I remain truly puzzled by by John F. Kennedy famous speech "My fellow Americans, ask not what your country can do for you, ask what you can do for your country." It is supposed to be an empowering message but... If we change 'country' for the word 'mother'... then it becomes a slightly creepy 'devouring mother' message and the standing ovation slowly becomes a paused and isolated applause. It does not say "ask what you can do for yourself, for your family" or "whilst we think what this country can do for you, ask what you can do for yourself, your family and your community too" (I admit, though, that it lacks the power of a snappy quote). 
The distinction can be quite thin. We read it everyday in the news. "Italy is not pushing fast enough for the changes that Angela Merkel wants to see". Whose wish is it?

In economic matters, "this is truly complicated, let us do the thinking for you" is a tacit and constant message which slowly pushes democracy towards the realms of elitocracy. It's refreshing to hear and see Dr. Ha-Joon Chang saying otherwise in his book "Economics, but not as you know it".

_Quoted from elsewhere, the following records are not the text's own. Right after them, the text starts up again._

//! Database integration tests.
//!
//! Most of these need a running Postgres reachable through the `DB_*`
//! variables, e.g.:
//!
//! ```bash
//! export DB_HOST=localhost DB_NAME=app DB_USER=app DB_PASSWORD=secret
//! cargo test --test db_integration -- --ignored --nocapture
//! ```

use std::time::Duration;

use tracing::Level;
use tsu_app::Error;
use tsu_app::db::{self, DbClient, DbConfig, SslMode};
use tsu_app::test_util::capture;

#[tokio::test]
#[ignore] // Requires Postgres running
async fn connection_evaluates_select_1() {
    let db = db::init(false).await.expect("init");
    let conn = db.get_connection().await.expect("connection");

    assert_eq!(conn.scalar::<i32>("SELECT 1").await.expect("query"), 1);
}

#[tokio::test]
#[ignore] // Requires Postgres running
async fn session_transaction_evaluates_select_1() {
    let db = db::init(false).await.expect("init");
    let mut session = db.get_session().await.expect("session");

    let tx = session.begin().await.expect("begin");
    assert_eq!(tx.scalar::<i32>("SELECT 1").await.expect("query"), 1);
    tx.commit().await.expect("commit");
}

#[tokio::test]
#[ignore] // Requires Postgres running
async fn dropped_transaction_rolls_back() {
    let db = db::init(false).await.expect("init");
    let mut session = db.get_session().await.expect("session");

    let tx = session.begin().await.expect("begin");
    tx.execute("CREATE TEMP TABLE rollback_check (id int)").await.expect("create");
    tx.commit().await.expect("commit");

    {
        let tx = session.begin().await.expect("begin");
        tx.execute("INSERT INTO rollback_check VALUES (1)").await.expect("insert");
        // dropped without commit
    }

    let tx = session.begin().await.expect("begin");
    let rows: i64 = tx.scalar("SELECT count(*) FROM rollback_check").await.expect("count");
    assert_eq!(rows, 0);
}

#[tokio::test]
#[ignore] // Requires Postgres running
async fn connection_check_logs_ssl_status() {
    let (logs, _guard) = capture();

    db::init(true).await.expect("init");

    let ssl_event = logs
        .events()
        .into_iter()
        .find(|e| e.message.starts_with("database connection is"))
        .expect("ssl status logged");

    if ssl_event.message == "database connection is not using SSL" {
        assert_eq!(ssl_event.level, Level::WARN);
    } else {
        assert!(ssl_event.message.starts_with("database connection is using SSL: protocol "));
        assert_eq!(ssl_event.level, Level::INFO);
    }
}

#[tokio::test]
#[ignore] // Requires Postgres running
async fn cancelled_work_returns_connections_to_the_pool() {
    let db = db::init(false).await.expect("init");

    // More cancellations than the pool has slots.
    for _ in 0..40 {
        let db = db.clone();
        let work = async move {
            let mut session = db.get_session().await?;
            let tx = session.begin().await?;
            tx.execute("SELECT pg_sleep(5)").await?;
            tx.commit().await
        };
        let cancelled = tokio::time::timeout(Duration::from_millis(50), work).await;
        assert!(cancelled.is_err(), "work should still be sleeping");
    }

    let conn = tokio::time::timeout(Duration::from_secs(10), db.get_connection())
        .await
        .expect("checkout after cancellations")
        .expect("connection");
    assert_eq!(conn.scalar::<i32>("SELECT 1").await.expect("query"), 1);
}

#[tokio::test]
#[ignore] // Requires Postgres running
async fn readiness_probe_reports_ready() {
    use http::{Method, StatusCode};
    use tsu_app::{Request, create_app};

    let db = db::init(false).await.expect("init");
    let app = create_app(Some(db));

    let res = app.handle(Request::new(Method::GET, "/readyz")).await.expect("handle");
    assert_eq!(res.status_code(), StatusCode::OK);
}

fn unreachable() -> DbConfig {
    DbConfig {
        host: "127.0.0.1".to_owned(),
        name: "app".to_owned(),
        username: "app".to_owned(),
        password: None,
        db_schema: "public".to_owned(),
        port: "1".to_owned(),
        ssl_mode: SslMode::Disable,
    }
}

#[tokio::test]
async fn unreachable_database_fails_init_with_connection_error() {
    let err = DbClient::new(&unreachable(), true).await.err().expect("init must fail");
    assert!(matches!(err, Error::Connection(_)), "got {err:?}");
}

#[tokio::test]
async fn lazy_pool_does_not_connect_at_init() {
    let db = DbClient::new(&unreachable(), false).await.expect("pool builds without connecting");
    assert!(matches!(db.get_connection().await, Err(Error::Connection(_))));
}
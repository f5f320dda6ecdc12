//! update-deps entry point
//!
//! Parses arguments, runs the update and turns any failure into a coloured
//! diagnostic with a suggestion, exiting with status 1.

use anyhow::Result;
use clap::Parser;
use deps_pin::cli;
use deps_pin::core::user_friendly_error;

#[tokio::main]
async fn main() -> Result<()> {
    let cli = cli::Cli::parse();

    // Set up colored output for Windows
    #[cfg(windows)]
    colored::control::set_virtual_terminal(true).ok();

    match cli.execute().await {
        Ok(()) => Ok(()),
        Err(e) => {
            let error_ctx = user_friendly_error(e);
            error_ctx.display();
            std::process::exit(1);
        }
    }
}
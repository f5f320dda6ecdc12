//! Test utilities for deps-pin
//!
//! Available to unit tests and, through the `test-utils` feature, to the
//! integration suite:
//!
//! - [`init_test_logging`] - route `tracing` output to the test harness
//! - [`archives`] - in-memory tar/zip builders for release downloads
//! - [`DepsDir`] - a temporary deps directory with spec files
//! - [`TestGit`] - a local repository usable as a `git_clone` remote
//!
//! # Example
//!
//! ```rust,no_run
//! use deps_pin::test_utils::{DepsDir, archives};
//!
//! let deps = DepsDir::new().unwrap();
//! deps.write_deps(r#"{"repositories": [{"name": "foo", "type": "crate"}]}"#).unwrap();
//! let tgz = archives::tar_gz(&[("foo-1.0/README", b"hi")]);
//! assert!(!tgz.is_empty());
//! ```

pub mod archives;
pub mod fixtures;
pub mod git_helper;

pub use fixtures::DepsDir;
pub use git_helper::TestGit;

use std::sync::Once;
use tracing::Level;
use tracing_subscriber::EnvFilter;

/// Global flag to ensure logging is only initialized once in tests
static INIT_LOGGING: Once = Once::new();

/// Initialize logging for tests.
///
/// Only the first call has an effect. Uses `level` when given, otherwise
/// `RUST_LOG`; with neither, tests stay silent.
///
/// ```bash
/// RUST_LOG=deps_pin=debug cargo test
/// ```
pub fn init_test_logging(level: Option<Level>) {
    INIT_LOGGING.call_once(|| {
        let filter = if let Some(level) = level {
            EnvFilter::new(level.to_string())
        } else if std::env::var("RUST_LOG").is_ok() {
            EnvFilter::from_default_env()
        } else {
            return;
        };

        let _ = tracing_subscriber::fmt()
            .with_env_filter(filter)
            .with_test_writer()
            .with_target(true)
            .with_thread_ids(false)
            .try_init();
    });
}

But the examples are everywhere. Whose wish is it? is behind our lack of understanding of the Ukraine crisis. How much the Crimea referendum voices the wish of the people living in Crimea? How much it is a civil war and how much it is a covert invasion to stop Nato? 
But most important of all, because everything starts in a small scale, is "whose wish is it" in our lives? why did I study the career I chose? Was it truly my wish or was I trying to make my parents happy, feed them instead of myself with my choice? (In this article Venus Williams says that tennis was in fact her father's wish) Whose wish is it being expressed with my partner? Do all voices have their space? And with my children?

Dynamic asymmetry 

Power is by nature unbalanced, I said. But it does not mean that the unbalance needs to be always leaning towards one side (nor that any particular hierarchy needs to be set in stone) on the contrary. The more it is unbalanced towards one side, the bigger the change needed, the bigger the revolution (this word sounds particularly evocative in this context)The quicker we move to regain equilibrium, the further we'll get. As much as walking or probably even better, spinning (it's a circle!)... revolving.
Crisis points would still tend to require a slightly more verticality, though (quicker, more assertive action). I always think of it as I go up a mountain with my car. I could not advance well in fifth gear. I might need to be in 2nd or 3th. But I cannot remain in 2nd gear forever. I would not get where I need to go. 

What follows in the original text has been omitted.